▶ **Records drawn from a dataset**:
**********

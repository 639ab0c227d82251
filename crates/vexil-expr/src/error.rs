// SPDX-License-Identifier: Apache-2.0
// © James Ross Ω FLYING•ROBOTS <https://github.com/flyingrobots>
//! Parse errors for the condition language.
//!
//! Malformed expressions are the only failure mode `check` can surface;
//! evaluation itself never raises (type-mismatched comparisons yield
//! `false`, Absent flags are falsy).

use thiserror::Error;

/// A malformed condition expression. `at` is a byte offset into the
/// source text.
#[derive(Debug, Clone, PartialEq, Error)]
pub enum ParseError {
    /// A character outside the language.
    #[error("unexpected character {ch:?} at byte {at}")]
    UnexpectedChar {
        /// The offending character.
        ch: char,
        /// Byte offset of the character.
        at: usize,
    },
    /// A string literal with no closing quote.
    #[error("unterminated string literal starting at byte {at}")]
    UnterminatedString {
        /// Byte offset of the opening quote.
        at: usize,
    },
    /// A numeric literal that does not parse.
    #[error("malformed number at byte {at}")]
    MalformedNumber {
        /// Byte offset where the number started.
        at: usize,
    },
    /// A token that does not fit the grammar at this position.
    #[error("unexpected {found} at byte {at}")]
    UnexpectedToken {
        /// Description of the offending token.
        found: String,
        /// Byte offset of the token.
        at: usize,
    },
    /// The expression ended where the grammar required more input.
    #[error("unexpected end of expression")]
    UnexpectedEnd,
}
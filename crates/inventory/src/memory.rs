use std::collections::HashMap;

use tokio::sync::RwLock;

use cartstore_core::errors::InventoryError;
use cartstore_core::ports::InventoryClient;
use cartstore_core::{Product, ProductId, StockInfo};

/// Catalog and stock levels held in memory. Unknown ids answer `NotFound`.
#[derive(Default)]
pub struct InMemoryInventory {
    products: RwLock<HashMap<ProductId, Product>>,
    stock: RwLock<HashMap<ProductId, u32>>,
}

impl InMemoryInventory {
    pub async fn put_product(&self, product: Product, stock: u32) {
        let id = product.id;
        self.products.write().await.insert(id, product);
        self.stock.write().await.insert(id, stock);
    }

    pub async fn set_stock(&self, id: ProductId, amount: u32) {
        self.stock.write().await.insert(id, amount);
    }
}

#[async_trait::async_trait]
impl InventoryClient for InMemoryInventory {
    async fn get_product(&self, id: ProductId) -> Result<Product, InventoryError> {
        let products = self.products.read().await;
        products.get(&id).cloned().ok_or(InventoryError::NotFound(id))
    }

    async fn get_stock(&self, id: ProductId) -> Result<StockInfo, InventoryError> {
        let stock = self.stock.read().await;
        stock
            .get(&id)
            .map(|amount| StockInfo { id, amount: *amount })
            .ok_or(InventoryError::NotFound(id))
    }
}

**********

Repeat all the entries word for word.

repository 639ab0c227d82251
filename crates/vexil-expr/src/error.rs
// SPDX-License-Identifier: Apache-2.0
// © James Ross Ω FLYING•ROBOTS <https://github.com/flyingrobots>
//! Parse errors for the condition language.
//!
//! Malformed expressions are the only failure mode `check` can surface;
//! evaluation itself never raises (type-mismatched comparisons yield
//! `false`, Absent flags are falsy).

use thiserror::Error;

/// A malformed condition expression. `at` is a byte offset into the
/// source text.
#[derive(Debug, Clone, PartialEq, Error)]
pub enum ParseError {
    /// A character outside the language.
    #[error("unexpected character {ch:?} at byte {at}")]
    UnexpectedChar {
        /// The offending character.
        ch: char,
        /// Byte offset of the character.
        at: usize,
    },
    /// A string literal with no closing quote.
    #[error("unterminated string literal starting at byte {at}")]
    UnterminatedString {
        /// Byte offset of the opening quote.
        at: usize,
    },
    /// A numeric literal that does not parse.
    #[error("malformed number at byte {at}")]
    MalformedNumber {
        /// Byte offset where the number started.
        at: usize,
    },
    /// A token that does not fit the grammar at this position.
    #[error("unexpected {found} at byte {at}")]
    UnexpectedToken {
        /// Description of the offending token.
        found: String,
        /// Byte offset of the token.
        at: usize,
    },
    /// The expression ended where the grammar required more input.
    #[error("unexpected end of expression")]
    UnexpectedEnd,
}
filename crates/inventory/src/memory.rs
use std::collections::HashMap;

use tokio::sync::RwLock;

use cartstore_core::errors::InventoryError;
use cartstore_core::ports::InventoryClient;
use cartstore_core::{Product, ProductId, StockInfo};

/// Catalog and stock levels held in memory. Unknown ids answer `NotFound`.
#[derive(Default)]
pub struct InMemoryInventory {
    products: RwLock<HashMap<ProductId, Product>>,
    stock: RwLock<HashMap<ProductId, u32>>,
}

impl InMemoryInventory {
    pub async fn put_product(&self, product: Product, stock: u32) {
        let id = product.id;
        self.products.write().await.insert(id, product);
        self.stock.write().await.insert(id, stock);
    }

    pub async fn set_stock(&self, id: ProductId, amount: u32) {
        self.stock.write().await.insert(id, amount);
    }
}

#[async_trait::async_trait]
impl InventoryClient for InMemoryInventory {
    async fn get_product(&self, id: ProductId) -> Result<Product, InventoryError> {
        let products = self.products.read().await;
        products.get(&id).cloned().ok_or(InventoryError::NotFound(id))
    }

    async fn get_stock(&self, id: ProductId) -> Result<StockInfo, InventoryError> {
        let stock = self.stock.read().await;
        stock
            .get(&id)
            .map(|amount| StockInfo { id, amount: *amount })
            .ok_or(InventoryError::NotFound(id))
    }
}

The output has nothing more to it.